[Opening EXCERPTED DATA section]
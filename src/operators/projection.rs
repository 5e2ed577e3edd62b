//! Column projection: evaluates each projected expression against the
//! morsel and emits the results as a new morsel, in projection order.

use crate::errors::Result;
use crate::expression::{evaluator, Node, NodeType};
use crate::morsel::{Column, Message, Morsel};
use crate::operators::ExecutionContext;

#[derive(Clone)]
pub struct ProjectionOperator {
    columns: Vec<Node>,
}

impl ProjectionOperator {
    pub fn new(columns: Vec<Node>) -> Self {
        ProjectionOperator { columns }
    }

    pub fn process(
        &self,
        message: Message,
        context: &ExecutionContext,
    ) -> Result<Vec<Message>> {
        let Message::Morsel(morsel) = message else {
            return Ok(vec![Message::Eos]);
        };
        context
            .statistics
            .increment("rows_seen_by_projection", morsel.row_count() as u64);

        let mut projected: Vec<Column> = Vec::with_capacity(self.columns.len());
        for expression in &self.columns {
            // identifiers pass their column through; everything else is
            // evaluated
            if expression.node_type == NodeType::Identifier {
                if let Some(existing) = expression
                    .identity()
                    .and_then(|identity| morsel.column_by_identity(identity))
                {
                    let mut column = existing.clone();
                    column.name = expression.current_name();
                    projected.push(column);
                    continue;
                }
            }
            projected.push(evaluator::evaluate(expression, &morsel)?);
        }
        Ok(vec![Message::Morsel(Morsel::new(projected)?)])
    }
}

#[cfg(test)]
mod tests {
    use super::*;
    use crate::expression::BinaryOp;
    use crate::schema::SchemaColumn;
    use crate::statistics::QueryStatistics;
    use crate::value::{Value, ValueType};

    #[test]
    fn expressions_and_identifiers_project_in_order() {
        let column = SchemaColumn::new("id", ValueType::Integer);
        let morsel = Morsel::new(vec![Column::new(
            "id",
            column.identity.clone(),
            ValueType::Integer,
            vec![Value::Integer(2), Value::Integer(5)],
        )])
        .expect("well formed");

        let doubled = Node::binary(
            BinaryOp::Multiply,
            Node::bound_identifier(column.clone()),
            Node::literal(Value::Integer(2)),
        )
        .with_alias("doubled");
        let projection =
            ProjectionOperator::new(vec![Node::bound_identifier(column), doubled]);
        let context = ExecutionContext::new(QueryStatistics::new(), 1000);
        let out = projection
            .process(Message::Morsel(morsel), &context)
            .expect("projection processes");
        let Message::Morsel(result) = &out[0] else {
            panic!("expected a morsel");
        };
        assert_eq!(result.shape(), (2, 2));
        assert_eq!(result.columns()[1].name, "doubled");
        assert_eq!(result.columns()[1].values[1], Value::Integer(10));
    }
}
[Closing EXCERPTED DATA section]
» **TASK BRIEF**:
Every record must be retyped so that it matches the original exactly.

» **ANSWER TO THIS PROBLEM**:
filename src/operators/projection.rs
repository 5e2ed577e3edd62b
//! Column projection: evaluates each projected expression against the
//! morsel and emits the results as a new morsel, in projection order.

use crate::errors::Result;
use crate::expression::{evaluator, Node, NodeType};
use crate::morsel::{Column, Message, Morsel};
use crate::operators::ExecutionContext;

#[derive(Clone)]
pub struct ProjectionOperator {
    columns: Vec<Node>,
}

impl ProjectionOperator {
    pub fn new(columns: Vec<Node>) -> Self {
        ProjectionOperator { columns }
    }

    pub fn process(
        &self,
        message: Message,
        context: &ExecutionContext,
    ) -> Result<Vec<Message>> {
        let Message::Morsel(morsel) = message else {
            return Ok(vec![Message::Eos]);
        };
        context
            .statistics
            .increment("rows_seen_by_projection", morsel.row_count() as u64);

        let mut projected: Vec<Column> = Vec::with_capacity(self.columns.len());
        for expression in &self.columns {
            // identifiers pass their column through; everything else is
            // evaluated
            if expression.node_type == NodeType::Identifier {
                if let Some(existing) = expression
                    .identity()
                    .and_then(|identity| morsel.column_by_identity(identity))
                {
                    let mut column = existing.clone();
                    column.name = expression.current_name();
                    projected.push(column);
                    continue;
                }
            }
            projected.push(evaluator::evaluate(expression, &morsel)?);
        }
        Ok(vec![Message::Morsel(Morsel::new(projected)?)])
    }
}

#[cfg(test)]
mod tests {
    use super::*;
    use crate::expression::BinaryOp;
    use crate::schema::SchemaColumn;
    use crate::statistics::QueryStatistics;
    use crate::value::{Value, ValueType};

    #[test]
    fn expressions_and_identifiers_project_in_order() {
        let column = SchemaColumn::new("id", ValueType::Integer);
        let morsel = Morsel::new(vec![Column::new(
            "id",
            column.identity.clone(),
            ValueType::Integer,
            vec![Value::Integer(2), Value::Integer(5)],
        )])
        .expect("well formed");

        let doubled = Node::binary(
            BinaryOp::Multiply,
            Node::bound_identifier(column.clone()),
            Node::literal(Value::Integer(2)),
        )
        .with_alias("doubled");
        let projection =
            ProjectionOperator::new(vec![Node::bound_identifier(column), doubled]);
        let context = ExecutionContext::new(QueryStatistics::new(), 1000);
        let out = projection
            .process(Message::Morsel(morsel), &context)
            .expect("projection processes");
        let Message::Morsel(result) = &out[0] else {
            panic!("expected a morsel");
        };
        assert_eq!(result.shape(), (2, 2));
        assert_eq!(result.columns()[1].name, "doubled");
        assert_eq!(result.columns()[1].values[1], Value::Integer(10));
    }
}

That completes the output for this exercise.